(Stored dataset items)
════════════════
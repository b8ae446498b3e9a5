use std::fs;
use std::path::{Path, PathBuf};
use std::process;

use clap::{Args, Parser, Subcommand};

use faceindex_core::clustering::infrastructure::dbscan_cluster_engine::DbscanClusterEngine;
use faceindex_core::config::settings::Settings;
use faceindex_core::detection::infrastructure::model_resolver::{ModelResolver, ModelSpec};
use faceindex_core::detection::infrastructure::onnx_face_analyzer::OnnxFaceAnalyzer;
use faceindex_core::persistence::domain::face_store::{PersonId, RunId};
use faceindex_core::persistence::infrastructure::sqlite_face_store::SqliteFaceStore;
use faceindex_core::pipeline::frame_sampler::{SamplingParams, TimeWindow};
use faceindex_core::pipeline::index_faces_use_case::{
    PipelineComponents, PipelineEvent, RunOutcome, RunRequest,
};
use faceindex_core::pipeline::infrastructure::pipeline_controller::PipelineController;
use faceindex_core::pipeline::pipeline_logger::StdoutPipelineLogger;
use faceindex_core::shared::constants::{
    EMBEDDING_MODEL_NAME, EMBEDDING_MODEL_URL, YOLO_MODEL_NAME, YOLO_MODEL_URL,
};
use faceindex_core::shared::roi::Roi;
use faceindex_core::video::domain::video_reader::VideoReader;
use faceindex_core::video::infrastructure::ffmpeg_reader::FfmpegReader;
use faceindex_core::video::infrastructure::image_file_writer::ImageFileWriter;

const DETECTOR_MODEL: ModelSpec = ModelSpec {
    name: YOLO_MODEL_NAME,
    url: YOLO_MODEL_URL,
};
const EMBEDDING_MODEL: ModelSpec = ModelSpec {
    name: EMBEDDING_MODEL_NAME,
    url: EMBEDDING_MODEL_URL,
};

/// Find and group the people who appear in a video.
#[derive(Parser)]
#[command(name = "faceindex")]
struct Cli {
    /// Settings file (defaults to the platform config dir).
    #[arg(long, global = true)]
    config: Option<PathBuf>,

    /// SQLite database file.
    #[arg(long, global = true)]
    db: Option<PathBuf>,

    #[command(subcommand)]
    command: Command,
}

#[derive(Subcommand)]
enum Command {
    /// Detect, cluster and store the faces in a video.
    Process(ProcessArgs),
    /// List indexed videos.
    Videos,
    /// List the persons found in a video.
    Persons { video_id: RunId },
    /// List the appearances of a person.
    Faces { person_id: PersonId },
    /// Give a person a name.
    Rename { person_id: PersonId, name: String },
    /// Move every appearance of one person onto another.
    Merge { source_id: PersonId, target_id: PersonId },
}

#[derive(Args)]
struct ProcessArgs {
    /// Input video file.
    video: PathBuf,

    /// Region of interest as x,y,width,height (defaults to the full frame).
    #[arg(long)]
    roi: Option<Roi>,

    /// Process every Nth frame.
    #[arg(long)]
    frame_skip: Option<usize>,

    /// Start of the time window in seconds.
    #[arg(long, default_value = "0")]
    start: f64,

    /// End of the time window in seconds (exclusive).
    #[arg(long)]
    end: Option<f64>,

    /// Discard faces smaller than this many pixels on either side.
    #[arg(long)]
    min_face_size: Option<u32>,

    /// DBSCAN neighbourhood radius in embedding space.
    #[arg(long)]
    eps: Option<f64>,

    /// Neighbours a face needs to seed a person.
    #[arg(long)]
    min_samples: Option<usize>,

    /// Face detection confidence threshold (0.0-1.0).
    #[arg(long)]
    confidence: Option<f64>,

    /// Root directory for per-run thumbnail folders.
    #[arg(long)]
    thumbnails: Option<PathBuf>,
}

impl ProcessArgs {
    fn apply_to(&self, settings: &mut Settings) {
        if let Some(v) = self.frame_skip {
            settings.frame_skip = v;
        }
        if let Some(v) = self.min_face_size {
            settings.min_face_size = v;
        }
        if let Some(v) = self.eps {
            settings.clustering_eps = v;
        }
        if let Some(v) = self.min_samples {
            settings.min_samples = v;
        }
        if let Some(v) = self.confidence {
            settings.confidence = v;
        }
        if let Some(v) = &self.thumbnails {
            settings.thumbnail_root = v.clone();
        }
    }
}

fn main() {
    env_logger::init();

    match run() {
        Ok(true) => {}
        Ok(false) => process::exit(1),
        Err(e) => {
            eprintln!("Error: {e}");
            process::exit(1);
        }
    }
}

/// Returns `Ok(false)` when the command ran but did not succeed.
fn run() -> Result<bool, Box<dyn std::error::Error>> {
    let cli = Cli::parse();
    let mut settings = Settings::load(cli.config.as_deref())?;
    if let Some(db) = &cli.db {
        settings.database_path = db.clone();
    }

    match cli.command {
        Command::Process(args) => {
            args.apply_to(&mut settings);
            settings.validate()?;
            run_process(&args, &settings)
        }
        Command::Videos => {
            list_videos(&open_store(&settings)?)?;
            Ok(true)
        }
        Command::Persons { video_id } => {
            list_persons(&open_store(&settings)?, video_id)?;
            Ok(true)
        }
        Command::Faces { person_id } => {
            list_faces(&open_store(&settings)?, person_id)?;
            Ok(true)
        }
        Command::Rename { person_id, name } => {
            open_store(&settings)?.rename_person(person_id, &name)?;
            println!("Person {person_id} renamed to {name}");
            Ok(true)
        }
        Command::Merge {
            source_id,
            target_id,
        } => {
            open_store(&settings)?.merge_persons(source_id, target_id)?;
            println!("Person {source_id} merged into {target_id}");
            Ok(true)
        }
    }
}

fn run_process(args: &ProcessArgs, settings: &Settings) -> Result<bool, Box<dyn std::error::Error>> {
    if !args.video.is_file() {
        return Err(format!("Input file not found: {}", args.video.display()).into());
    }
    let video_path = fs::canonicalize(&args.video)?;

    // Open once for the metadata the video row and the default ROI need.
    let mut reader = FfmpegReader::new();
    let metadata = reader.open(&video_path)?;
    reader.close();
    let roi = args
        .roi
        .unwrap_or_else(|| Roi::full(metadata.width, metadata.height));

    let mut store = open_store(settings)?;
    let run_id = store.register_video(&metadata, roi)?;
    store.clear_video_results(run_id)?;
    log::info!(
        "Indexing {} as video {run_id} ({}x{}, {:.1}s, roi {roi})",
        video_path.display(),
        metadata.width,
        metadata.height,
        metadata.duration_secs()
    );

    let detector = build_analyzer(settings.confidence)?;
    let components = PipelineComponents {
        reader: Box::new(FfmpegReader::new()),
        detector: Box::new(detector),
        cluster_engine: Box::new(DbscanClusterEngine::new(
            settings.clustering_eps,
            settings.min_samples,
        )),
        store: Box::new(open_store(settings)?),
        image_writer: Box::new(ImageFileWriter::new()),
        logger: Box::new(StdoutPipelineLogger::default()),
        min_face_size: settings.min_face_size,
    };
    let request = RunRequest {
        run_id,
        video_path,
        sampling: SamplingParams {
            roi,
            frame_skip: settings.frame_skip,
            window: TimeWindow::new(args.start, args.end),
        },
    };

    let mut controller = PipelineController::new(&settings.thumbnail_root);
    let events = controller.start(components, request)?;
    let mut outcome = None;
    for event in events.iter() {
        match event {
            PipelineEvent::Progress { percent, status } => {
                eprint!("\r\x1b[K[{percent:3}%] {status}");
            }
            PipelineEvent::ClustersReady(summaries) => {
                eprintln!();
                for s in &summaries {
                    log::debug!("Cluster {}: {} faces", s.label, s.face_count);
                }
            }
            PipelineEvent::Finished(o) => outcome = Some(o),
        }
    }
    controller.wait();
    eprintln!();
    let outcome = outcome.ok_or("pipeline worker exited without reporting a result")?;

    println!("{}", outcome.message());
    match &outcome {
        RunOutcome::Completed(summary) => {
            if summary.skipped_frames > 0 {
                log::warn!("{} frames could not be decoded", summary.skipped_frames);
            }
            if summary.has_persons() {
                list_persons(&store, run_id)?;
            }
            Ok(true)
        }
        RunOutcome::Failed(_) | RunOutcome::Cancelled => Ok(false),
    }
}

fn build_analyzer(confidence: f64) -> Result<OnnxFaceAnalyzer, Box<dyn std::error::Error>> {
    let resolver = ModelResolver::platform_default()?;
    let detector_model = resolve_model(&resolver, &DETECTOR_MODEL)?;
    let embedding_model = resolve_model(&resolver, &EMBEDDING_MODEL)?;
    OnnxFaceAnalyzer::new(&detector_model, &embedding_model, confidence)
}

fn resolve_model(
    resolver: &ModelResolver,
    spec: &ModelSpec,
) -> Result<PathBuf, Box<dyn std::error::Error>> {
    if let Some(path) = resolver.locate(spec) {
        return Ok(path);
    }
    let name = spec.name;
    let path = resolver.resolve(
        spec,
        Some(Box::new(move |downloaded: u64, total: u64| {
            download_progress(name, downloaded, total)
        })),
    )?;
    eprintln!();
    Ok(path)
}

fn open_store(settings: &Settings) -> Result<SqliteFaceStore, Box<dyn std::error::Error>> {
    if let Some(parent) = settings.database_path.parent() {
        if !parent.as_os_str().is_empty() {
            fs::create_dir_all(parent)?;
        }
    }
    Ok(SqliteFaceStore::open(&settings.database_path)?)
}

fn list_videos(store: &SqliteFaceStore) -> Result<(), Box<dyn std::error::Error>> {
    let videos = store.videos()?;
    if videos.is_empty() {
        println!("No videos indexed yet");
    }
    for v in videos {
        println!(
            "{:>4}  {:<10} {:>8.1}s  {}x{}  roi {}  {}",
            v.id,
            v.status,
            v.duration,
            v.width,
            v.height,
            v.roi,
            v.file_name
        );
    }
    Ok(())
}

fn list_persons(store: &SqliteFaceStore, video_id: RunId) -> Result<(), Box<dyn std::error::Error>> {
    if store.video(video_id)?.is_none() {
        return Err(format!("No video with id {video_id}").into());
    }
    for p in store.persons_for_video(video_id)? {
        println!(
            "{:>4}  {:<20} {:>5} faces  {}",
            p.id,
            p.display_name(),
            p.face_count,
            display_path(p.thumbnail_path.as_deref())
        );
    }
    Ok(())
}

fn list_faces(store: &SqliteFaceStore, person_id: PersonId) -> Result<(), Box<dyn std::error::Error>> {
    let Some(person) = store.person(person_id)? else {
        return Err(format!("No person with id {person_id}").into());
    };
    println!("{} ({} faces)", person.display_name(), person.face_count);
    for f in store.face_instances_for_person(person_id)? {
        let (x, y, w, h) = f.bounding_box.to_xywh();
        println!(
            "{:>6}  {:>9.2}s  frame {:>6}  box {x},{y},{w},{h}  conf {:.2}  {}",
            f.id,
            f.timestamp,
            f.frame_index,
            f.confidence,
            display_path(f.thumbnail_path.as_deref())
        );
    }
    Ok(())
}

fn display_path(path: Option<&Path>) -> String {
    path.map(|p| p.display().to_string()).unwrap_or_default()
}

fn download_progress(name: &str, downloaded: u64, total: u64) {
    if total > 0 {
        let pct = (downloaded as f64 / total as f64 * 100.0) as u32;
        eprint!("\rDownloading {name}... {pct}%");
    } else {
        eprint!("\rDownloading {name}... {downloaded} bytes");
    }
}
════════════════
What you should do
For each line above that includes "percent", copy the line.

Solution to this problem
            PipelineEvent::Progress { percent, status } => {
                eprint!("\r\x1b[K[{percent:3}%] {status}");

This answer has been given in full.